Fim de semana passado, usuários do metrô de São Francisco ficaram surpresos ao descobrir que não precisavam pagar por suas viagens. Todo mundo andou por aí de graça nos dois dias. Seria isso a realização dos ideais socialistas? Não, o trem municipal de São Francisco perdeu a capacidade de vender tickets porque foi atacado por um ransomware.
Alguns veículos da mídia alegam que o problema se manifestou muito antes, antes do dia de ação de graças, quando monitores da estação começaram a exibir a mensagem “Você hackeado” -como sempre, ransomwares não economizam nos erros gramaticais. Parece que o vírus chamado MAMBA, variação do HDDCryptor, atingiu mais de 2000 computadores pertencentes a Agência Municipal de Transportes de São Francisco (SFTMA).
O Mamba (e o HDDLocker, vamos considerá-los como um só) é um desses que criptografa o disco rígido por inteiro e altera o chamado Master Boot Record (MBR) para prevenir que computadores infectados carreguem seu sistema operacional, mostrando a mensagem dos criminosos no lugar.
Os criadores do Mamba usaram utilidades open-source como parte do Trojan, e isso, entre outras coisas, auxiliou a criação de um algoritmo poderoso. Dessa forma, não existe forma conhecida de recuperar arquivos criptografados pelo Mamba sem pagar os criminosos.
Os responsáveis pelo Mamba disseram à SFMTA que os contatassem no cryptom27@yandex.com. Por meio desse e-mail, um jornalista do San Francisco Examiner foi capaz de conversar com os criminosos que se apresentaram como Andy Saolis. Como na história de Saolis, o ataque ao metrô não foi direcionado; o sistema se infectou simplesmente porque alguém com acesso de administrador baixou um torrent infectado.
Quiz: Você sabe tudo sobre cibersegurança? Teste seus conhecimentos! | https://t.co/hB8GaGZQc7 pic.twitter.com/thsrNPmCI8
— Kaspersky Brasil (@Kasperskybrasil) November 23, 2016
Saolis também contou ao Examiner que a SFMTA tinha de pagar 100 bitcoins (por volta de 73000 dólares) para colocar seus computadores de volta nos trilhos. Mas parece que a agência foi capaz de lidar com o problema sem pagar o resgate. No domingo, as máquinas de bilhete estavam funcionando de novo.
Os pesquisadores anti-malware da Kaspersky Lab estão de olho nos criminosos responsáveis. Parece que o Mamba é tipicamente utilizado para atacar negócios e organizações: o ataque ao metrô não é o primeiro, e na verdade 100 bitcoins não é tanto assim para os padrões desses criminosos.
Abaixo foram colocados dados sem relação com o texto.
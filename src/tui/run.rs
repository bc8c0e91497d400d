//! TUI effects boundary: event loop, terminal lifecycle, key mapping.
//!
//! This is the only module with side effects. It wires the pure layers
//! (state, update, view) to the real terminal via crossterm and
//! ratatui. The game has no background work, so the loop simply blocks
//! on `event::read()` and re-renders after every applied action —
//! the screen is always derived from current state, never stale.

use std::io;

use crossterm::ExecutableCommand;
use crossterm::event::{self, Event, KeyCode, KeyEvent, KeyEventKind, KeyModifiers};
use crossterm::terminal::{
    EnterAlternateScreen, LeaveAlternateScreen, disable_raw_mode, enable_raw_mode,
};
use ratatui::Terminal;
use ratatui::backend::CrosstermBackend;

use crate::engine::Session;

use super::state::{Action, App};
use super::update::update;
use super::view::render;

// ============================================================================
// KEY MAPPING
// ============================================================================

/// Map a crossterm key event to a semantic Action.
///
/// Returns None for keys that don't map to any action.
pub fn map_key(key: KeyEvent) -> Option<Action> {
    // Ctrl+C always quits
    if key.modifiers.contains(KeyModifiers::CONTROL) && key.code == KeyCode::Char('c') {
        return Some(Action::Quit);
    }

    match key.code {
        // Navigation
        KeyCode::Up | KeyCode::Char('k') => Some(Action::MoveUp),
        KeyCode::Down | KeyCode::Char('j') => Some(Action::MoveDown),

        // Selection
        KeyCode::Char(' ') => Some(Action::ToggleSelect),

        // Enter is the primary button: submit, then next/play-again.
        // Which one it means is decided in the transition layer.
        KeyCode::Enter => Some(Action::Submit),

        // Game control
        KeyCode::Char('r') => Some(Action::Restart),
        KeyCode::Char('t') => Some(Action::TeacherMode),
        KeyCode::Char('q') | KeyCode::Esc => Some(Action::Quit),

        _ => None,
    }
}

/// Enter means Submit on a live level and Advance on a scored one.
///
/// Kept outside [`map_key`] because it needs the session, and key
/// mapping alone should stay state-free.
fn resolve_enter(action: Action, session: &Session) -> Action {
    if action == Action::Submit && session.completed() {
        Action::Advance
    } else {
        action
    }
}

// ============================================================================
// TERMINAL LIFECYCLE
// ============================================================================

/// Set up the terminal for TUI mode.
fn setup_terminal() -> io::Result<Terminal<CrosstermBackend<io::Stdout>>> {
    enable_raw_mode()?;
    io::stdout().execute(EnterAlternateScreen)?;
    let backend = CrosstermBackend::new(io::stdout());
    let terminal = Terminal::new(backend)?;
    Ok(terminal)
}

/// Restore the terminal to normal mode.
fn restore_terminal() -> io::Result<()> {
    disable_raw_mode()?;
    io::stdout().execute(LeaveAlternateScreen)?;
    Ok(())
}

/// Install a panic hook that restores the terminal before printing the panic.
fn install_panic_hook() {
    let original_hook = std::panic::take_hook();
    std::panic::set_hook(Box::new(move |panic_info| {
        // Best-effort terminal restoration
        let _ = restore_terminal();
        original_hook(panic_info);
    }));
}

// ============================================================================
// EVENT LOOP
// ============================================================================

/// Run the quiz in the terminal until the player quits.
///
/// The session must already be built over a validated level set.
pub fn run(session: Session) -> io::Result<()> {
    install_panic_hook();
    let mut terminal = setup_terminal()?;
    let mut app = App::new(session);

    loop {
        // Render
        terminal.draw(|frame| render(&app, frame))?;

        // Check quit flag
        if app.should_quit {
            break;
        }

        // Block on the next terminal event
        match event::read()? {
            Event::Key(key) if key.kind == KeyEventKind::Press => {
                if let Some(action) = map_key(key) {
                    let action = resolve_enter(action, &app.session);
                    app = update(app, &action);
                }
            }
            _ => {} // ignore key releases, mouse, resize (redrawn next tick)
        }
    }

    restore_terminal()?;
    Ok(())
}

// ============================================================================
// TESTS
// ============================================================================

#[cfg(test)]
mod tests {
    use super::*;
    use crate::content::builtin_levels;

    #[test]
    fn ctrl_c_maps_to_quit() {
        let key = KeyEvent::new(KeyCode::Char('c'), KeyModifiers::CONTROL);
        assert_eq!(map_key(key), Some(Action::Quit));
    }

    #[test]
    fn vim_keys_map_to_movement() {
        let j = KeyEvent::new(KeyCode::Char('j'), KeyModifiers::NONE);
        let k = KeyEvent::new(KeyCode::Char('k'), KeyModifiers::NONE);
        assert_eq!(map_key(j), Some(Action::MoveDown));
        assert_eq!(map_key(k), Some(Action::MoveUp));
    }

    #[test]
    fn arrow_keys_map_to_movement() {
        let up = KeyEvent::new(KeyCode::Up, KeyModifiers::NONE);
        let down = KeyEvent::new(KeyCode::Down, KeyModifiers::NONE);
        assert_eq!(map_key(up), Some(Action::MoveUp));
        assert_eq!(map_key(down), Some(Action::MoveDown));
    }

    #[test]
    fn space_toggles_selection() {
        let space = KeyEvent::new(KeyCode::Char(' '), KeyModifiers::NONE);
        assert_eq!(map_key(space), Some(Action::ToggleSelect));
    }

    #[test]
    fn enter_maps_to_submit() {
        let key = KeyEvent::new(KeyCode::Enter, KeyModifiers::NONE);
        assert_eq!(map_key(key), Some(Action::Submit));
    }

    #[test]
    fn game_control_keys() {
        let r = KeyEvent::new(KeyCode::Char('r'), KeyModifiers::NONE);
        let t = KeyEvent::new(KeyCode::Char('t'), KeyModifiers::NONE);
        let q = KeyEvent::new(KeyCode::Char('q'), KeyModifiers::NONE);
        assert_eq!(map_key(r), Some(Action::Restart));
        assert_eq!(map_key(t), Some(Action::TeacherMode));
        assert_eq!(map_key(q), Some(Action::Quit));
    }

    #[test]
    fn unmapped_key_returns_none() {
        let key = KeyEvent::new(KeyCode::Char('z'), KeyModifiers::NONE);
        assert_eq!(map_key(key), None);
    }

    #[test]
    fn enter_resolves_to_advance_once_completed() {
        let mut session = Session::new(builtin_levels());
        assert_eq!(resolve_enter(Action::Submit, &session), Action::Submit);
        session.submit_level();
        assert_eq!(resolve_enter(Action::Submit, &session), Action::Advance);
        // Other actions pass through untouched
        assert_eq!(resolve_enter(Action::Restart, &session), Action::Restart);
    }
}
//! # Client Configuration
//!
//! Settings for a protocol connection, loadable from TOML.
//!
//! ```toml
//! protocol_version = "1.12.2"   # number or release name
//! compression_threshold = -1    # <= 0 disables compression
//! max_frame_length = 2097151
//!
//! [receive]
//! probe_interval = 26
//! backoff_divisor = 2
//! ```
//!
//! Every key is optional.

use crate::{
    protocol::{
        framing::{CompressionThreshold, FrameCodec, MAX_FRAME_LENGTH},
        version::{Breakpoint, ProtocolVersion},
    },
    receive::ReliableReceiver,
};
use serde::Deserialize;
use std::{io, path::Path};

#[derive(Debug, thiserror::Error)]
pub enum ConfigError {
    #[error("receive.probe_interval must be at least 1")]
    ZeroProbeInterval,
    #[error("receive.backoff_divisor must be at least 2 (got {0})")]
    BackoffDivisor(u32),
    #[error("invalid configuration")]
    Parse(#[from] toml::de::Error),
    #[error(transparent)]
    Io(#[from] io::Error),
}

#[derive(Debug, Clone, PartialEq, Eq, Deserialize)]
#[serde(default, deny_unknown_fields)]
pub struct ClientConfig {
    /// Version announced in the handshake and used to pick packet layouts.
    ///
    /// # Default
    /// 1.12.2 (protocol 340)
    pub protocol_version: ProtocolVersion,

    /// Compression threshold in bytes, as the server would send it.
    ///
    /// # Default
    /// `-1` (disabled)
    pub compression_threshold: i32,

    /// Largest frame accepted or sent.
    ///
    /// # Default
    /// 2097151, the largest length a three-byte VarInt can hold
    pub max_frame_length: usize,

    pub receive: ReceiveConfig,
}

impl Default for ClientConfig {
    fn default() -> Self {
        Self {
            protocol_version: Breakpoint::V1_12_2.protocol(),
            compression_threshold: -1,
            max_frame_length: MAX_FRAME_LENGTH,
            receive: ReceiveConfig::default(),
        }
    }
}

/// Liveness probing of stalled reads.
#[derive(Debug, Clone, PartialEq, Eq, Deserialize)]
#[serde(default, deny_unknown_fields)]
pub struct ReceiveConfig {
    /// Read attempts without completing before the connection is probed.
    pub probe_interval: u32,
    /// Divides the attempt counter after a probe finds the connection alive.
    pub backoff_divisor: u32,
}

impl Default for ReceiveConfig {
    fn default() -> Self {
        Self {
            probe_interval: 26,
            backoff_divisor: 2,
        }
    }
}

impl ReceiveConfig {
    pub fn validate(&self) -> Result<(), ConfigError> {
        if self.probe_interval == 0 {
            return Err(ConfigError::ZeroProbeInterval);
        }
        if self.backoff_divisor < 2 {
            return Err(ConfigError::BackoffDivisor(self.backoff_divisor));
        }
        Ok(())
    }
}

impl ClientConfig {
    pub fn load(path: impl AsRef<Path>) -> Result<Self, ConfigError> {
        let contents = fs_err::read_to_string(path.as_ref())?;
        Self::from_toml(&contents)
    }

    pub fn from_toml(contents: &str) -> Result<Self, ConfigError> {
        let config: Self = toml::from_str(contents)?;
        config.receive.validate()?;
        Ok(config)
    }

    pub fn compression_threshold(&self) -> Option<CompressionThreshold> {
        CompressionThreshold::from_raw(self.compression_threshold)
    }

    /// A codec with this configuration's compression and frame limit.
    pub fn frame_codec(&self) -> FrameCodec {
        let mut codec = FrameCodec::new();
        codec.set_compression(self.compression_threshold());
        codec.set_max_frame_length(self.max_frame_length);
        codec
    }

    pub fn receiver(&self) -> ReliableReceiver {
        ReliableReceiver::new(&self.receive)
    }
}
Dá para ver que o Mamba não é uma ameaça qualquer. O que você pode fazer para proteger a si mesmo e sua empresa?
1. A SFMTA foi capaz de colocar o metrô de volta em funcionamento e de maneira mais rápida já que tinha backups. Vale a pena mencionar que esses backups não estavam conectados à rede, pois nesse caso o Mamba também os teria criptografado.
A lição é: faça que nem a agência e tenha backups de seus dados atualizando-os com frequência. Mantenha os backups na nuvem ou em HD externo, não no seu computador ou em dispositivos conectados à rede.
2. Seja ainda mais esperto que a SFMTA e evite se infectar com o Mamba, ou qualquer outro ransomware. Para isso, use uma boa solução de segurança. O Kaspersky Internet Security detecta o Mamba (e o HDDCryptor, além de outros similares) como HEUR:Trojan.Win32.Generic e não deixa chance para que nenhuma criptografia seja feita.